Now these are the WTFs that come to mind:
- why on Earth did they need a crazy numerical simulation to figure that out?
- why on Earth did they not put a sensible explanation like this one anywhere? before diving into the paper the abstract and conclusions were so devoid of any insight that I was expecting something much more subtle and hard to explain than the trivial reason I outlined above
The really disappointing part is not that they have a completely unrealistic model, it's that they're trying to hide it behind fancy-looking graphs so that the science appears superficially sound. But before you call me a nay-sayer, I'll throw in some constructive criticism. Here is a simple way to analyze the problem that could have saved some computer cluster energy: Let Xi be a random variable describing the current value of employee number i. Let Yi be his value at his new job if he were to be promoted. When a new higher-level position needs to be filled, we seek to find i maximizing E(Yi | Xi=xi) + Sum(j!=i) xj. This is equivalent to maximizing E(Yi | Xi=xi) - xi. Hence, if the E(...) term depends neither on i nor on xi (as in their hypothesis), the best way is to minimize xi, hence promote the lowest-skilled person (which in the real world makes zero sense at all as they are likely to be complete newbies, difficult to work with, not giving a shit, or otherwise moronic).
So that's how you can prove their simulation result.
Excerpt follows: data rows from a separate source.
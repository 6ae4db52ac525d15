//! Transform components
//!
//! [`Transform`] is the editable local TRS of an entity, relative to its
//! parent. [`LocalToWorld`] is the derived world matrix written by
//! [`crate::ecs::systems::hierarchy::propagate_transforms`] and read by the
//! renderer, the shadow pass and the selection pass.

use crate::ecs::Component;
use crate::foundation::math::{compose_trs, decompose_trs, Mat4, Point3, Quat, Vec3};

/// Local transform relative to the parent (or the world for roots)
///
/// Y-up, right-handed; forward is -Z.
#[derive(Debug, Clone, PartialEq)]
pub struct Transform {
    /// Translation
    pub position: Vec3,

    /// Rotation quaternion
    pub rotation: Quat,

    /// Scale factors
    pub scale: Vec3,
}

impl Component for Transform {}

impl Default for Transform {
    fn default() -> Self {
        Self {
            position: Vec3::zeros(),
            rotation: Quat::identity(),
            scale: Vec3::new(1.0, 1.0, 1.0),
        }
    }
}

impl Transform {
    /// Create identity transform
    pub fn identity() -> Self {
        Self::default()
    }

    /// Create from position only
    pub fn from_position(position: Vec3) -> Self {
        Self {
            position,
            ..Default::default()
        }
    }

    /// Builder pattern: Set rotation from quaternion
    #[must_use]
    pub fn with_rotation(mut self, rotation: Quat) -> Self {
        self.rotation = rotation;
        self
    }

    /// Builder pattern: Set rotation from Euler angles (radians)
    #[must_use]
    pub fn with_rotation_euler(mut self, roll: f32, pitch: f32, yaw: f32) -> Self {
        self.rotation = Quat::from_euler_angles(roll, pitch, yaw);
        self
    }

    /// Builder pattern: Set scale (uniform)
    #[must_use]
    pub fn with_uniform_scale(mut self, scale: f32) -> Self {
        self.scale = Vec3::new(scale, scale, scale);
        self
    }

    /// Builder pattern: Set scale (non-uniform)
    #[must_use]
    pub fn with_scale(mut self, scale: Vec3) -> Self {
        self.scale = scale;
        self
    }

    /// Local matrix (TRS order)
    pub fn matrix(&self) -> Mat4 {
        compose_trs(&self.position, &self.rotation, &self.scale)
    }

    /// Local -Z axis
    pub fn forward(&self) -> Vec3 {
        self.rotation * Vec3::new(0.0, 0.0, -1.0)
    }

    /// Local +X axis
    pub fn right(&self) -> Vec3 {
        self.rotation * Vec3::x()
    }

    /// Local +Y axis
    pub fn up(&self) -> Vec3 {
        self.rotation * Vec3::y()
    }
}

/// World matrix of an entity
#[derive(Debug, Clone, PartialEq)]
pub struct LocalToWorld {
    /// Column-major world matrix
    pub matrix: Mat4,
}

impl Component for LocalToWorld {}

impl Default for LocalToWorld {
    fn default() -> Self {
        Self {
            matrix: Mat4::identity(),
        }
    }
}

impl LocalToWorld {
    /// Wrap a world matrix
    pub fn new(matrix: Mat4) -> Self {
        Self { matrix }
    }

    /// World matrix of a root transform
    pub fn from_transform(transform: &Transform) -> Self {
        Self::new(transform.matrix())
    }

    /// World-space translation
    pub fn position(&self) -> Vec3 {
        Vec3::new(self.matrix.m14, self.matrix.m24, self.matrix.m34)
    }

    /// Decompose back into a TRS transform (shear is lost)
    pub fn to_transform(&self) -> Transform {
        let (position, rotation, scale) = decompose_trs(&self.matrix);
        Transform {
            position,
            rotation,
            scale,
        }
    }

    /// Map a world-space point into this entity's local space
    ///
    /// Used to turn a dragged world position into a child's local
    /// translation. `None` for singular matrices.
    pub fn world_to_local_point(&self, world: &Vec3) -> Option<Vec3> {
        let inverse = self.matrix.try_inverse()?;
        Some(inverse.transform_point(&Point3::from(*world)).coords)
    }
}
However, you can go further: if you look at the last formula, you see that there are two terms: one term E(Yi | Xi=xi) that increases as xi increases (skilled people are good at their current job, so they are more likely to be good at their next job), and one term -xi that decreases as xi increases (it's better not to risk losing a valuable person+job combination: that's why it's well-known that being indispensable to your specific position is bad for your career as management will be reluctant to promote you). So the real job of management is to understand those two contrary goals, and balance the forces due to "skill" and to "inertia" together. You shouldn't under-estimate the first term and promote random or unskilled people, just like you shouldn't under-estimate the second term and promote the single most valuable employee blindly.
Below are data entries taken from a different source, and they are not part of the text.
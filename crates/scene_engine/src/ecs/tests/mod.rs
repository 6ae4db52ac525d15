//! Cross-module tests for the ECS
//!
//! Unit tests live next to the code they cover; these exercise the registry,
//! storages and views together over longer operation sequences.

mod registry_properties;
And that's where you see why using a numeric model while wearing a blindfold is a bad idea: not only is it overkill for simple phenomena like this one, but it also deprives you of a deeper understanding of the subject. Don't get me wrong, what I said in the previous paragraph wasn't all that deep: I'm pretty sure most competent managers have internalized the equilibrium, without the fancy statistic notation; but at least it goes way deeper than the paper's computer simulation. At the end of the day, a manager reading the Ig Nobel paper is going to be misled into thinking that there is proof he should try to disregard skill (or, on the contrary, that he should disregard scientific papers), while being offered no reason apart from scary computer models. True science is about enlightening people by giving them tools to understand reality: this article is about getting mainstream media coverage by giving pseudo-proof of a popular theory, with no concern for scientific honesty or a wider search for truth. If you think I'm being unfairly harsh, the authors have a webpage dedicated to media coverage of their paper, so they are clearly comfortable with their paper reaching a wide audience and didn't feel necessary to make any addition or clarification of the scope of their paper.